Fundamentals for a strong technical foundation
While the process industry relies heavily on technical colleges to provide the industry with fresh talent, these programs don’t exist everywhere and for every operation. Also, these students are heavily recruited by your direct competitors and other industries. Therefore, it is important that your plant’s training program can provide a solid foundation for understanding the fundamentals of unit operations.
Using web-based tutorials is an excellent way to teach the fundamentals and explain complex engineering theory in understandable terms. This method lessens the burden on a plant’s training department because tutorials are self-paced and require minimal instructor involvement.
Gaining experience through universal simulation
Once entry level employees have gained the fundamental understanding of unit operations via self-paced tutorials, they should have the opportunity to apply that knowledge in a universal simulator. Such a tool allows trainees to learn-by-doing, a methodology that helps with knowledge retention of the material they’ve just learned via the fundamental tutorials. Perhaps one of the most powerful uses of the simulator is to experience plant conditions and upsets that come along rarely. This is how you can gain years of “experience” in the shortest period of time. Training on a universal simulator enables trainees to practice infrequent conditions, such as startup and shutdown, and, potentially, specific process upsets that legacy operators have faced at the plant.

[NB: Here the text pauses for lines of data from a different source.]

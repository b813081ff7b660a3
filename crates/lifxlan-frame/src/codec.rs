use bytes::{Bytes, BytesMut};

use crate::cursor::{ReadCursor, WriteCursor};
use crate::error::{FrameError, Result};
use crate::header::{decode_header, encode_header, Header};
use crate::message::{MessageType, HEADER_SIZE};
use crate::payload::{decode_payload, encode_payload, Payload};

/// One complete protocol message: header plus payload.
#[derive(Debug, Clone, Copy, PartialEq, Eq, Hash)]
pub struct Frame {
    pub header: Header,
    pub payload: Payload,
}

impl Frame {
    /// Create a frame, stamping the header's message type and size from
    /// the payload.
    pub fn new(mut header: Header, payload: Payload) -> Self {
        header.message_type = payload.message_type().code();
        header.size = (HEADER_SIZE + payload.wire_len()) as u16;
        Self { header, payload }
    }

    /// Header plus payload length on the wire.
    pub fn wire_size(&self) -> usize {
        HEADER_SIZE + self.payload.wire_len()
    }

    pub fn message_type(&self) -> MessageType {
        self.payload.message_type()
    }
}

/// Encode a frame into `dst`, returning the number of bytes written.
///
/// `dst` must hold at least `header.size` bytes, and nothing is written past
/// `header.size`: a declared size too small for the payload fails with
/// [`FrameError::BufferOverflow`]. Bytes of `dst` beyond the returned length
/// are left untouched.
///
/// ```text
/// ┌───────────────────────────────┬──────────────────────────────┐
/// │ Header (36B)                  │ Payload (0-64B, by type)     │
/// │ size|proto|source|target|...  │                              │
/// └───────────────────────────────┴──────────────────────────────┘
/// ```
pub fn encode_frame(frame: &Frame, dst: &mut [u8]) -> Result<usize> {
    let size = usize::from(frame.header.size);
    if size < HEADER_SIZE {
        return Err(FrameError::UndersizedFrame {
            size,
            required: HEADER_SIZE,
        });
    }
    if dst.len() < size {
        return Err(FrameError::UndersizedFrame {
            size: dst.len(),
            required: size,
        });
    }

    let message_type = MessageType::try_from(frame.header.message_type)?;
    if frame.payload.message_type() != message_type {
        return Err(FrameError::PayloadMismatch {
            message_type: frame.header.message_type,
            payload: frame.payload.message_type(),
        });
    }

    let mut cursor = WriteCursor::new(&mut dst[..size]);
    encode_header(&frame.header, &mut cursor)?;
    encode_payload(message_type, &frame.payload, &mut cursor)?;
    Ok(cursor.position())
}

/// Encode a frame into a freshly allocated buffer of exactly the encoded length.
pub fn encode_frame_to_bytes(frame: &Frame) -> Result<Bytes> {
    let mut buf = BytesMut::zeroed(usize::from(frame.header.size));
    let len = encode_frame(frame, &mut buf)?;
    buf.truncate(len);
    Ok(buf.freeze())
}

/// Decode one frame from `src`.
///
/// `src` is exactly the received datagram; its length bounds every read.
/// Buffers shorter than a header fail before any field is read, and the
/// header's type code alone selects the payload decoder.
pub fn decode_frame(src: &[u8]) -> Result<Frame> {
    if src.len() < HEADER_SIZE {
        return Err(FrameError::UndersizedFrame {
            size: src.len(),
            required: HEADER_SIZE,
        });
    }

    let mut cursor = ReadCursor::new(src);
    let header = decode_header(&mut cursor)?;
    let message_type = MessageType::try_from(header.message_type)?;
    let payload = decode_payload(message_type, &mut cursor)?;

    Ok(Frame { header, payload })
}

Plant specific training on a custom operator training simulator (OTS)
You’ve chosen the right candidates and have solidified their fundamental knowledge with learn-by-doing opportunities. Now you need to make these entry level trainees into seasoned experts on your specific plant.
They’ll need to be comfortable with your plant’s control room, DCS screens and operating procedures. Many plants provide this training via on-the-job-training, but, while vitally important, your expert operators have their own jobs to do and the trainee isn’t going to experience all of the intricacies of your plant in a few shifts. Utilizing a high-fidelity, custom OTS can provide an effective means of hands-on training in a realistic, safe environment. Beyond initial operator training, the OTS is an excellent just-in-time tool for refresher training on infrequent operations or to test new plant modifications for efficiencies and control system issues.
Workforce sustainability is indeed achievable with the right combination of recruiting and training solutions. By building a full-spectrum training program for your new workforce, you can ensure that your plant gets the talent that it needs now while increasing employee satisfaction and reducing turnover.